Premium branded tyres
For premium tyres think Goodyear, Michelin, Pirelli, Bridgestone et al. These are the tyres that, although black and round like their cheaper counterparts, will deflate your bank account faster than your last blow-out.
But by purchasing a premium tyre, you are also paying for the huge sums invested in tyre technology, engineering and safety testing that goes into making these tyres both hard-wearing and safe.
In product tests carried out by car magazine What Car?, premium brands consistently outperformed their cheaper rivals, offering improved wear, grip and fuel efficiency. If you tend to cover many miles each year or engage in a lot of high speed driving such as on motorways, then these tyres could be well worth shelling out a little extra for.
Sandwiched between the upper and lower echelons of the tyre market are the mid-range brands, which tend to sport familiar premium brand names or are often manufactured by these companies under a different name.
These tyres are often a good compromise for general use, offering more in the way of wear and fuel efficiency than the cheapest alternatives and benefiting from the same technology invested in the premium brands, but at a more reasonable price.

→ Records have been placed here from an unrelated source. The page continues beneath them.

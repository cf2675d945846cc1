//! Batch results: terminal outcomes for one invocation's fixed set of jobs.

use serde::Serialize;

use crate::domain::job::{FailureReason, JobOutcome};
use crate::domain::prompt::{Category, PromptRequest};

/// Terminal outcomes of one batch run, in input order.
///
/// Invariant: `completed.len() + failed.len()` equals the number of input
/// requests; every request reaches exactly one terminal outcome.
#[derive(Debug, Default, Serialize)]
pub struct BatchResult {
    /// Requests that produced an image, paired with the raw bytes.
    #[serde(skip)]
    pub completed: Vec<(PromptRequest, Vec<u8>)>,
    /// Requests that failed, paired with why.
    pub failed: Vec<(PromptRequest, FailureReason)>,
}

impl BatchResult {
    /// Build a result from per-job outcomes already sorted into input order.
    pub fn from_outcomes(outcomes: Vec<JobOutcome>) -> Self {
        let mut result = BatchResult::default();
        for outcome in outcomes {
            match outcome {
                JobOutcome::Completed(job) => {
                    result.completed.push((job.request, job.state.image));
                }
                JobOutcome::Failed(job) => {
                    result.failed.push((job.request, job.state.reason));
                }
            }
        }
        result
    }

    /// Total number of terminal outcomes recorded.
    pub fn len(&self) -> usize {
        self.completed.len() + self.failed.len()
    }

    pub fn is_empty(&self) -> bool {
        self.len() == 0
    }

    /// True when no request completed at all.
    pub fn all_failed(&self) -> bool {
        self.completed.is_empty() && !self.failed.is_empty()
    }

    /// The (category, index) pairs that did not complete.
    pub fn missing(&self) -> Vec<(Category, usize)> {
        self.failed
            .iter()
            .map(|(request, _)| (request.category, request.index))
            .collect()
    }

    /// Human-readable failure messages, one per failed request.
    pub fn failure_messages(&self) -> Vec<String> {
        self.failed
            .iter()
            .map(|(request, reason)| {
                format!(
                    "Failed to generate {}: {}",
                    request.archive_path(),
                    reason.to_error_message()
                )
            })
            .collect()
    }
}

The key question concerning budget tyres is whether you get what you pay for and whether buying cheaper tyres is actually economical in the long run. The answer is a confusing “possibly”.

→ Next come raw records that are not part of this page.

//! Asset assembler: category-keyed archive built from a batch result.
//!
//! Assembly is a pure function of the completed set; serializing the same
//! archive twice yields byte-identical zip contents (timestamps are pinned).

use std::collections::BTreeMap;
use std::io::{Cursor, Write};

use anyhow::Context;

use crate::config::PartialFailurePolicy;
use crate::domain::batch::BatchResult;
use crate::domain::prompt::Category;
use crate::error::{Result, VibepackError};

/// Categorized in-memory archive, immutable after assembly.
#[derive(Debug, Clone)]
pub struct AssetArchive {
    /// Archive path (e.g. `backgrounds/bg_01.png`) to image bytes. Sorted,
    /// so serialization order is independent of completion order.
    pub entries: BTreeMap<String, Vec<u8>>,
    /// The (category, index) pairs dropped under the return-partial policy.
    pub missing: Vec<(Category, usize)>,
}

impl AssetArchive {
    /// Assemble an archive from a finished batch.
    ///
    /// Under [`PartialFailurePolicy::FailWhole`], any failed job aborts
    /// assembly with [`VibepackError::Assembly`] naming the missing assets.
    /// Under [`PartialFailurePolicy::ReturnPartial`], only the completed
    /// subset is packaged and the dropped assets are recorded in `missing`.
    pub fn assemble(result: &BatchResult, policy: PartialFailurePolicy) -> Result<AssetArchive> {
        if !result.failed.is_empty() && policy == PartialFailurePolicy::FailWhole {
            return Err(VibepackError::Assembly {
                missing: result.missing(),
            });
        }

        let mut entries = BTreeMap::new();
        for (request, bytes) in &result.completed {
            let path = request.archive_path();
            if entries.insert(path.clone(), bytes.clone()).is_some() {
                return Err(anyhow::anyhow!("duplicate archive path {}", path).into());
            }
        }

        Ok(AssetArchive {
            entries,
            missing: result.missing(),
        })
    }

    /// Number of images in the archive.
    pub fn len(&self) -> usize {
        self.entries.len()
    }

    pub fn is_empty(&self) -> bool {
        self.entries.is_empty()
    }

    /// Serialize to zip bytes.
    ///
    /// Entries are written in sorted path order with a pinned modification
    /// time, so identical entries always produce identical bytes.
    pub fn to_zip_bytes(&self) -> Result<Vec<u8>> {
        let mut writer = zip::ZipWriter::new(Cursor::new(Vec::new()));
        let options = zip::write::SimpleFileOptions::default()
            .compression_method(zip::CompressionMethod::Deflated)
            .last_modified_time(zip::DateTime::default());

        for (path, bytes) in &self.entries {
            writer
                .start_file(path.clone(), options)
                .with_context(|| format!("failed to start archive entry {}", path))?;
            writer
                .write_all(bytes)
                .with_context(|| format!("failed to write archive entry {}", path))?;
        }

        let cursor = writer
            .finish()
            .context("failed to finalize archive")?;
        Ok(cursor.into_inner())
    }
}

#[cfg(test)]
mod tests {
    use super::*;
    use crate::domain::job::FailureReason;
    use crate::domain::prompt::PromptRequest;

    fn batch_with_failures(completed: usize, failed: usize) -> BatchResult {
        let mut result = BatchResult::default();
        for index in 0..completed {
            result.completed.push((
                PromptRequest::new(Category::Background, index, "p"),
                vec![index as u8; 32],
            ));
        }
        for index in 0..failed {
            result.failed.push((
                PromptRequest::new(Category::MaleOutfit, index, "p"),
                FailureReason::MissingOutput,
            ));
        }
        result
    }

    #[test]
    fn fail_whole_rejects_partial_batches() {
        let result = batch_with_failures(2, 1);
        let err = AssetArchive::assemble(&result, PartialFailurePolicy::FailWhole).unwrap_err();

        match err {
            VibepackError::Assembly { missing } => {
                assert_eq!(missing, vec![(Category::MaleOutfit, 0)])
            }
            other => panic!("expected assembly error, got {}", other),
        }
    }

    #[test]
    fn return_partial_packages_completed_subset() {
        let result = batch_with_failures(2, 1);
        let archive =
            AssetArchive::assemble(&result, PartialFailurePolicy::ReturnPartial).unwrap();

        assert_eq!(archive.len(), 2);
        assert!(archive.entries.contains_key("backgrounds/bg_01.png"));
        assert!(archive.entries.contains_key("backgrounds/bg_02.png"));
        assert_eq!(archive.missing, vec![(Category::MaleOutfit, 0)]);
    }

    #[test]
    fn fully_successful_batch_assembles_under_either_policy() {
        let result = batch_with_failures(3, 0);
        for policy in [
            PartialFailurePolicy::FailWhole,
            PartialFailurePolicy::ReturnPartial,
        ] {
            let archive = AssetArchive::assemble(&result, policy).unwrap();
            assert_eq!(archive.len(), 3);
            assert!(archive.missing.is_empty());
        }
    }

    #[test]
    fn zip_serialization_is_deterministic() {
        let result = batch_with_failures(3, 0);
        let archive = AssetArchive::assemble(&result, PartialFailurePolicy::FailWhole).unwrap();

        let first = archive.to_zip_bytes().unwrap();
        let second = archive.to_zip_bytes().unwrap();
        assert!(!first.is_empty());
        assert_eq!(first, second);
    }

    #[test]
    fn zip_round_trips_entry_contents() {
        let result = batch_with_failures(2, 0);
        let archive = AssetArchive::assemble(&result, PartialFailurePolicy::FailWhole).unwrap();
        let bytes = archive.to_zip_bytes().unwrap();

        let mut reader = zip::ZipArchive::new(Cursor::new(bytes)).unwrap();
        assert_eq!(reader.len(), 2);

        let mut names: Vec<String> = (0..reader.len())
            .map(|i| reader.by_index(i).unwrap().name().to_string())
            .collect();
        names.sort();
        assert_eq!(names, vec!["backgrounds/bg_01.png", "backgrounds/bg_02.png"]);

        let mut file = reader.by_name("backgrounds/bg_02.png").unwrap();
        let mut contents = Vec::new();
        std::io::Read::read_to_end(&mut file, &mut contents).unwrap();
        assert_eq!(contents, vec![1u8; 32]);
    }
}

These tyres, which are more suited for slower speeds on urban roads or for cars that only do low mileage, are more appropriate for second cars or ‘runarounds’ where distance isn’t an issue.
Of course, if cost is a serious consideration, a budget tyre is a preferable option to a more expensive tyre that is badly worn or distorted. Essentially budget tyres offer good value so long as you don’t expect to complete a tour from Land’s End to John O’Groats.
With EU requirements now in force for tyre manufacturers to provide clear performance labelling on tyres, consumers are able to make a more reasoned judgement about the tyres that are most suited to their vehicle, their journeys and their style of driving.